## Data excerpts

//! Static text shown in the expanded card view.

use crate::section::SectionKind;

/// Shown when a lookup by title names no known section.
pub const MISSING_CONTENT: &str = "System data corrupted.";

const PROJECTS: &str = "
> LOADING PROJECTS DATABASE...

[1] SIEM-lite
    Lightweight Security Information and Event Management System
    Stack: Python, Log Parser, Bash, Regex, Linux
    - Collects, parses and correlates system logs from multiple sources.
    - Correlation rules flag failed-login bursts and unusual network activity.
    - Alerting and basic dashboards for real-time incident monitoring.

[2] Blood Bank AI Matching System
    Stack: Python, scikit-learn, Flask, SQLite
    - Recommends donor-recipient matches from blood type compatibility and urgency.
    - Served through a Flask backend with APIs for real-time matchmaking.

[3] AAPST
    Advanced Mobile Application Security Toolkit
    Stack: MobSF, APKTool, Drozer, Burp Suite
    - Static and dynamic analysis of APK activities, permissions and exposed components.
    - Custom test cases for session handling, insecure storage and API fuzzing.

[4] Cluster Fertilizer Dispenser
    Stack: Arduino, Sensors, Python
    - Ground-fixed dispensers with laser sensors that coordinate spraying across crop clusters.

[5] WORD-GEN
    Custom Wordlist Generator Tool
    Stack: Python, Regex, CLI
    - Rule-driven substitutions, mutations, leetspeak and encoding modes for CTF wordlists.
";

const EXPERIENCE: &str = "
> ACCESSING PERSONNEL RECORDS...

[1] Cybersecurity Intern
    International Centre for Free and Open Source Software
    - Vulnerability assessments on mobile, web and database applications.
    - Black-box and gray-box testing with OWASP ZAP, Burp Suite and MobSF.
    - Presented findings to developers and security teams during review cycles.

[2] Founder & Lead Mentor, Cybersecurity Club
    - Founded the first student-run cybersecurity community on campus.
    - Mentored students on ethical hacking, CTF strategy and tool development.

[3] Operations Lead, TinkerHub
    - Led hands-on learning initiatives and mentored first-time hackathon teams.

[4] Technical Coordinator, IEEE Student Branch
    - Coordinated technical tracks, ideathons and security workshops.
";

const SKILLS: &str = "
> LISTING TECHNICAL ARSENAL...

[SECURITY TOOLS & FRAMEWORKS]
- Burp Suite, OWASP ZAP, Wireshark, Nmap, Nikto, Metasploit
- MobSF, OWASP Top 10, MITRE ATT&CK, CVSS

[PROGRAMMING & SCRIPTING]
- Python, Bash, JavaScript, HTML/CSS, SQL
- Flask, Node.js

[OFFENSIVE SECURITY]
- Web and mobile application security testing
- Session fixation, IDOR, broken access control
- Network protocol testing: TCP, UDP, FTP

[OTHER PLATFORMS]
- Kali Linux, Parrot OS, VirtualBox, Android Studio
";

const EDUCATION: &str = "
> RETRIEVING ACADEMIC LOGS...

[1] B.Tech in Computer Science
    Toc H Institute of Science And Technology

[CERTIFICATIONS]
- Google Cloud Cybersecurity Certificate
- TryHackMe Junior Tester Certificate
";

const CONTACT: &str = "
> ESTABLISHING SECURE CONNECTION...

[NAME]
Chris Kuriakose

[EMAIL]
contact@example.com

[LINKEDIN]
linkedin.com/in/ChrisKuriakose

[GITHUB]
github.com/DUTCHBOYYOBHCTUD
";

pub fn text(kind: SectionKind) -> &'static str {
    match kind {
        SectionKind::Projects => PROJECTS,
        SectionKind::Experience => EXPERIENCE,
        SectionKind::Skills => SKILLS,
        SectionKind::Education => EDUCATION,
        SectionKind::Contact => CONTACT,
    }
}

/// Lookup by display title for untyped callers (script files, JS).
pub fn lookup(title: &str) -> &'static str {
    SectionKind::from_name(title).map_or(MISSING_CONTENT, text)
}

## Problem requirements
Each record must be transcribed exactly, with nothing left out.

## Task output
//! Static text shown in the expanded card view.

use crate::section::SectionKind;

/// Shown when a lookup by title names no known section.
pub const MISSING_CONTENT: &str = "System data corrupted.";

const PROJECTS: &str = "
> LOADING PROJECTS DATABASE...

[1] SIEM-lite
    Lightweight Security Information and Event Management System
    Stack: Python, Log Parser, Bash, Regex, Linux
    - Collects, parses and correlates system logs from multiple sources.
    - Correlation rules flag failed-login bursts and unusual network activity.
    - Alerting and basic dashboards for real-time incident monitoring.

[2] Blood Bank AI Matching System
    Stack: Python, scikit-learn, Flask, SQLite
    - Recommends donor-recipient matches from blood type compatibility and urgency.
    - Served through a Flask backend with APIs for real-time matchmaking.

[3] AAPST
    Advanced Mobile Application Security Toolkit
    Stack: MobSF, APKTool, Drozer, Burp Suite
    - Static and dynamic analysis of APK activities, permissions and exposed components.
    - Custom test cases for session handling, insecure storage and API fuzzing.

[4] Cluster Fertilizer Dispenser
    Stack: Arduino, Sensors, Python
    - Ground-fixed dispensers with laser sensors that coordinate spraying across crop clusters.

[5] WORD-GEN
    Custom Wordlist Generator Tool
    Stack: Python, Regex, CLI
    - Rule-driven substitutions, mutations, leetspeak and encoding modes for CTF wordlists.
";

const EXPERIENCE: &str = "
> ACCESSING PERSONNEL RECORDS...

[1] Cybersecurity Intern
    International Centre for Free and Open Source Software
    - Vulnerability assessments on mobile, web and database applications.
    - Black-box and gray-box testing with OWASP ZAP, Burp Suite and MobSF.
    - Presented findings to developers and security teams during review cycles.

[2] Founder & Lead Mentor, Cybersecurity Club
    - Founded the first student-run cybersecurity community on campus.
    - Mentored students on ethical hacking, CTF strategy and tool development.

[3] Operations Lead, TinkerHub
    - Led hands-on learning initiatives and mentored first-time hackathon teams.

[4] Technical Coordinator, IEEE Student Branch
    - Coordinated technical tracks, ideathons and security workshops.
";

const SKILLS: &str = "
> LISTING TECHNICAL ARSENAL...

[SECURITY TOOLS & FRAMEWORKS]
- Burp Suite, OWASP ZAP, Wireshark, Nmap, Nikto, Metasploit
- MobSF, OWASP Top 10, MITRE ATT&CK, CVSS

[PROGRAMMING & SCRIPTING]
- Python, Bash, JavaScript, HTML/CSS, SQL
- Flask, Node.js

[OFFENSIVE SECURITY]
- Web and mobile application security testing
- Session fixation, IDOR, broken access control
- Network protocol testing: TCP, UDP, FTP

[OTHER PLATFORMS]
- Kali Linux, Parrot OS, VirtualBox, Android Studio
";

const EDUCATION: &str = "
> RETRIEVING ACADEMIC LOGS...

[1] B.Tech in Computer Science
    Toc H Institute of Science And Technology

[CERTIFICATIONS]
- Google Cloud Cybersecurity Certificate
- TryHackMe Junior Tester Certificate
";

const CONTACT: &str = "
> ESTABLISHING SECURE CONNECTION...

[NAME]
Chris Kuriakose

[EMAIL]
contact@example.com

[LINKEDIN]
linkedin.com/in/ChrisKuriakose

[GITHUB]
github.com/DUTCHBOYYOBHCTUD
";

pub fn text(kind: SectionKind) -> &'static str {
    match kind {
        SectionKind::Projects => PROJECTS,
        SectionKind::Experience => EXPERIENCE,
        SectionKind::Skills => SKILLS,
        SectionKind::Education => EDUCATION,
        SectionKind::Contact => CONTACT,
    }
}

/// Lookup by display title for untyped callers (script files, JS).
pub fn lookup(title: &str) -> &'static str {
    SectionKind::from_name(title).map_or(MISSING_CONTENT, text)
}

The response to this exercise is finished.